As I Lay Dying
If you’re troubled by the economy and dysfunctional relationships, see life as it was in the rural South in the 1920s.
In the backwoods in the hills, there’s a sordid affair with a preacher, a daughter who gets knocked-up as she is seduced for the first time, and a sane son who will be committed to a mental institution. Poor Addie Bundren, the matriarch dies at home and it takes the family days to transport her coffin 40 miles away to her hometown of Jefferson, in which she had requested to be buried. Her daughter Dewey Dell tags along, searching for a place where someone can help her abort her baby. And Addie’s toothless widow, Anse, comes on the burial trip just so he can buy a set of teeth and find a new wife.

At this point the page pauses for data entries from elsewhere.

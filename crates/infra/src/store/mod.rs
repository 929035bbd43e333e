//! Versioned record store boundary.
//!
//! Stock records, orders and restock requests are stored as whole versioned
//! records. Every mutation goes through [`EngineStore::commit`], which applies a
//! [`UnitOfWork`] all-or-nothing:
//!
//! ```text
//! UnitOfWork
//!   ├─ stock writes        (each checked against an ExpectedVersion)
//!   ├─ order writes        (each checked against an ExpectedVersion)
//!   ├─ restock writes      (each checked; at most one open request per product)
//!   └─ audit entries       (appended, assigned a global commit sequence)
//! ```
//!
//! A failed check rejects the whole unit with [`StoreError::Conflict`]; nothing
//! becomes visible. Callers reload and retry.

pub mod in_memory;
#[cfg(feature = "postgres")]
pub mod postgres;

use std::collections::BTreeSet;
use std::sync::Arc;

use chrono::{DateTime, Utc};
use serde::{Deserialize, Serialize};
use thiserror::Error;

use stockflow_core::ExpectedVersion;
use stockflow_inventory::{InventoryTransaction, ProductId, StockRecord};
use stockflow_purchasing::{RestockRequest, RestockRequestId};
use stockflow_sales::{Order, OrderId};

pub use in_memory::InMemoryEngineStore;
#[cfg(feature = "postgres")]
pub use postgres::PostgresEngineStore;

/// A committed audit entry with its position in the store-wide commit order.
#[derive(Debug, Clone, PartialEq, Eq, Serialize, Deserialize)]
pub struct AuditRecord {
    /// Monotonically increasing across all products; never reused.
    pub sequence: u64,
    pub transaction: InventoryTransaction,
}

#[derive(Debug, Clone)]
pub struct StockWrite {
    pub record: StockRecord,
    pub expected: ExpectedVersion,
}

#[derive(Debug, Clone)]
pub struct OrderWrite {
    pub order: Order,
    pub expected: ExpectedVersion,
}

#[derive(Debug, Clone)]
pub struct RestockWrite {
    pub request: RestockRequest,
    pub expected: ExpectedVersion,
}

/// Set of writes committed together.
///
/// `ExpectedVersion::Exact(0)` on a write means the record must not exist yet.
#[derive(Debug, Clone, Default)]
pub struct UnitOfWork {
    pub stock: Vec<StockWrite>,
    pub orders: Vec<OrderWrite>,
    pub restock_requests: Vec<RestockWrite>,
    pub audit: Vec<InventoryTransaction>,
}

impl UnitOfWork {
    pub fn new() -> Self {
        Self::default()
    }

    pub fn put_stock(&mut self, record: StockRecord, expected: ExpectedVersion) {
        self.stock.push(StockWrite { record, expected });
    }

    pub fn put_order(&mut self, order: Order, expected: ExpectedVersion) {
        self.orders.push(OrderWrite { order, expected });
    }

    pub fn put_restock_request(&mut self, request: RestockRequest, expected: ExpectedVersion) {
        self.restock_requests.push(RestockWrite { request, expected });
    }

    pub fn append_audit(&mut self, entry: InventoryTransaction) {
        self.audit.push(entry);
    }

    pub fn is_empty(&self) -> bool {
        self.stock.is_empty()
            && self.orders.is_empty()
            && self.restock_requests.is_empty()
            && self.audit.is_empty()
    }

    /// Reject units that write the same record twice.
    ///
    /// Two writes to one record inside a unit cannot both pass a version check,
    /// so this is a caller bug rather than a conflict.
    pub fn ensure_distinct(&self) -> Result<(), StoreError> {
        let mut products = BTreeSet::new();
        for w in &self.stock {
            if !products.insert(w.record.id_typed()) {
                return Err(StoreError::Corrupt(format!(
                    "unit of work writes stock record {} twice",
                    w.record.id_typed()
                )));
            }
        }

        let mut orders = BTreeSet::new();
        for w in &self.orders {
            if !orders.insert(w.order.id_typed().0) {
                return Err(StoreError::Corrupt(format!(
                    "unit of work writes order {} twice",
                    w.order.id_typed()
                )));
            }
        }

        let mut requests = BTreeSet::new();
        for w in &self.restock_requests {
            if !requests.insert(w.request.id_typed().0) {
                return Err(StoreError::Corrupt(format!(
                    "unit of work writes restock request {} twice",
                    w.request.id_typed()
                )));
            }
        }

        Ok(())
    }
}

/// Store operation error.
///
/// These are infrastructure failures. Business rule failures never reach the
/// store: they are decided before a unit of work is built.
#[derive(Debug, Error, Clone, PartialEq, Eq)]
pub enum StoreError {
    /// A version check failed or a uniqueness rule was hit; reload and retry.
    #[error("write conflict: {0}")]
    Conflict(String),

    /// The backend could not be reached or refused the operation.
    #[error("store unavailable: {0}")]
    Unavailable(String),

    /// Persisted data could not be decoded or violates an invariant.
    #[error("corrupt record: {0}")]
    Corrupt(String),
}

/// Persistence for the engine's records and audit trail.
///
/// Reads are snapshot reads of single records; only `commit` writes.
/// Implementations must make a committed unit visible all at once and must
/// never let a rejected unit leave partial writes behind.
pub trait EngineStore: Send + Sync {
    fn load_stock(&self, product_id: ProductId) -> Result<Option<StockRecord>, StoreError>;

    fn load_order(&self, order_id: OrderId) -> Result<Option<Order>, StoreError>;

    fn load_restock_request(
        &self,
        request_id: RestockRequestId,
    ) -> Result<Option<RestockRequest>, StoreError>;

    /// The pending or sent request for a product, if any.
    fn open_restock_request(
        &self,
        product_id: ProductId,
    ) -> Result<Option<RestockRequest>, StoreError>;

    /// All product ids with a stock record, in ascending order.
    fn product_ids(&self) -> Result<Vec<ProductId>, StoreError>;

    /// Up to `limit` audit entries for `product_id` with `occurred_at >= since`
    /// and `sequence > after_sequence`, in ascending sequence order.
    fn audit_page(
        &self,
        product_id: ProductId,
        since: DateTime<Utc>,
        after_sequence: u64,
        limit: usize,
    ) -> Result<Vec<AuditRecord>, StoreError>;

    /// Apply a unit of work all-or-nothing, returning the appended audit records.
    fn commit(&self, unit: UnitOfWork) -> Result<Vec<AuditRecord>, StoreError>;
}

impl<S> EngineStore for Arc<S>
where
    S: EngineStore + ?Sized,
{
    fn load_stock(&self, product_id: ProductId) -> Result<Option<StockRecord>, StoreError> {
        (**self).load_stock(product_id)
    }

    fn load_order(&self, order_id: OrderId) -> Result<Option<Order>, StoreError> {
        (**self).load_order(order_id)
    }

    fn load_restock_request(
        &self,
        request_id: RestockRequestId,
    ) -> Result<Option<RestockRequest>, StoreError> {
        (**self).load_restock_request(request_id)
    }

    fn open_restock_request(
        &self,
        product_id: ProductId,
    ) -> Result<Option<RestockRequest>, StoreError> {
        (**self).open_restock_request(product_id)
    }

    fn product_ids(&self) -> Result<Vec<ProductId>, StoreError> {
        (**self).product_ids()
    }

    fn audit_page(
        &self,
        product_id: ProductId,
        since: DateTime<Utc>,
        after_sequence: u64,
        limit: usize,
    ) -> Result<Vec<AuditRecord>, StoreError> {
        (**self).audit_page(product_id, since, after_sequence, limit)
    }

    fn commit(&self, unit: UnitOfWork) -> Result<Vec<AuditRecord>, StoreError> {
        (**self).commit(unit)
    }
}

Amy Rush, who plays daughter Dewey Dell, is a stand-out as is the live and recorded music. As she is seduced, we hear a recording of a crooner from the 1920s, “You’re the kind of girl that men forget, just a toy to enjoy.” Whether she’s performing as a marionette, a person or a shadow puppet, Rush is full or passion and compassion. Musician Damon Young gives the production a light, carnival feel as he throws plastic eggs at some of the shallow characters of little substance. Originally performed in 2007, the script has been tightened so much that the show is only 1 hour and 15 minutes.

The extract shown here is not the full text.